Sophomore year college prep doesn’t mean pressure-testing a 15-year-old about their career aspirations. It means building the right habits, asking the right questions, and making a handful of smart moves that pay dividends for the next three years. Here’s exactly what parents should be doing right now.

Why Sophomore Year Is the Most Underrated Year in College Planning

Most college planning advice focuses on junior and senior year, and that’s understandable. That’s when the big visible milestones happen: SAT/ACT prep, campus visits, application deadlines. But by the time junior year arrives, several critical decisions have already been made, whether thoughtfully or by default.

The courses your child is taking junior year were largely locked in during sophomore year course selection. The extracurricular commitments that will anchor their college application story? Those begin showing depth and leadership around 10th grade. The habits around academics, time management, and self-advocacy that college counselors look for in a student’s transcript? Those are sophomore-year habits.

Families in Westport, Glastonbury, and Ridgefield who come to us after junior year often say the same thing: “I wish we had started this earlier.” Sophomore year is “earlier.” And it’s the ideal time to engage with a college planning advisor, not to create anxiety, but to build confidence and direction.

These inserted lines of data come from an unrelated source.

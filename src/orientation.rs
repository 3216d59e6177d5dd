//! Conversion between direction-cosine matrices and the backslash-delimited
//! orientation string used by DICOM's Image Orientation (Patient).
//!
//! Rows of the matrix are the world-space directions of the volume axes.
//! Image Orientation (Patient) holds only the first two rows (row and column
//! direction cosines); the slice normal is their cross product.

use nalgebra::{Matrix3, RowVector3};

const DELIMITER: char = '\\';

/// Number of rows written by [`encode`], as required by Image Orientation (Patient).
pub const ORIENTATION_ROWS: usize = 2;

/// Encodes the row and column direction cosines of `direction`.
pub fn encode(direction: &Matrix3<f64>) -> String {
    encode_rows(direction, ORIENTATION_ROWS)
}

/// Encodes the first `rows` rows of `direction` (clamped to `1..=3`),
/// row-major, with each value in shortest round-trip form.
pub fn encode_rows(direction: &Matrix3<f64>, rows: usize) -> String {
    let rows = rows.clamp(1, 3);
    let mut out = String::new();
    for i in 0..rows {
        for j in 0..3 {
            if i > 0 || j > 0 {
                out.push(DELIMITER);
            }
            // adding 0.0 turns -0.0 into 0.0
            out.push_str(&(direction[(i, j)] + 0.0).to_string());
        }
    }
    out
}

/// Parses a 6- or 9-value orientation string.
pub fn parse(value: &str) -> Option<Matrix3<f64>> {
    let values: Result<Vec<f64>, _> = value
        .trim_end_matches('\0')
        .split(DELIMITER)
        .map(|v| v.trim().parse::<f64>())
        .collect();
    from_values(&values.ok()?)
}

/// Builds a direction matrix from 6 or 9 row-major values.
///
/// With 6 values the third row is the cross product of the first two.
pub fn from_values(values: &[f64]) -> Option<Matrix3<f64>> {
    if values.iter().any(|v| !v.is_finite()) {
        return None;
    }
    match values.len() {
        6 => {
            let row = RowVector3::new(values[0], values[1], values[2]);
            let col = RowVector3::new(values[3], values[4], values[5]);
            Some(Matrix3::from_rows(&[row, col, row.cross(&col)]))
        }
        9 => Some(Matrix3::from_row_slice(values)),
        _ => None,
    }
}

The Four Areas That Matter Most in 10th Grade

Rather than a checklist of tasks to frantically complete, think of sophomore year as four parallel tracks that your family is developing simultaneously. Progress in each track compounds over the remaining three years.

Academic Foundation

GPA trajectory, course rigor, and the academic relationship your student is building with their teachers all matter here. Sophomore year grades are fully visible on a college transcript. There’s no “this doesn’t count yet” in 10th grade.

Extracurricular Direction

This is the year to start narrowing from “trying things” to “committing to something.” Colleges care about depth, progression, and leadership, none of which can be manufactured in 12th grade if the roots aren’t here in 10th.

Testing Awareness

The PSAT 10 or PSAT/NMSQT may be on the horizon. This is the year to understand the testing landscape, not cram for it. Starting to understand where your student stands is practical, not premature.

Financial Planning Conversations

Two years before FAFSA, families have real options for financial positioning. The decisions you make now, about savings structures, income timing, and asset allocation, affect your Expected Family Contribution (now called the Student Aid Index) in ways that can’t be undone after the fact.

Career and Major Exploration

No sophomore needs to declare a major. But beginning to connect interests to possible fields, and starting to understand how different majors relate to careers and earning potential, creates a framework that makes the college search far less overwhelming.

The Parent’s Role

Sophomore year is also when parents benefit from understanding the modern admissions landscape. The rules have changed significantly in the last five years. What worked for you in the 1990s or early 2000s is often the wrong frame of reference today.

A note for Connecticut families specifically: many public high schools across the state administer the PSAT 10 in the spring of 10th grade. If your student attends a school in Fairfield County or the greater Hartford area, check with the guidance department now about the spring testing calendar. This score won’t affect National Merit eligibility, but it gives you and your student a meaningful baseline before the high-stakes prep season begins.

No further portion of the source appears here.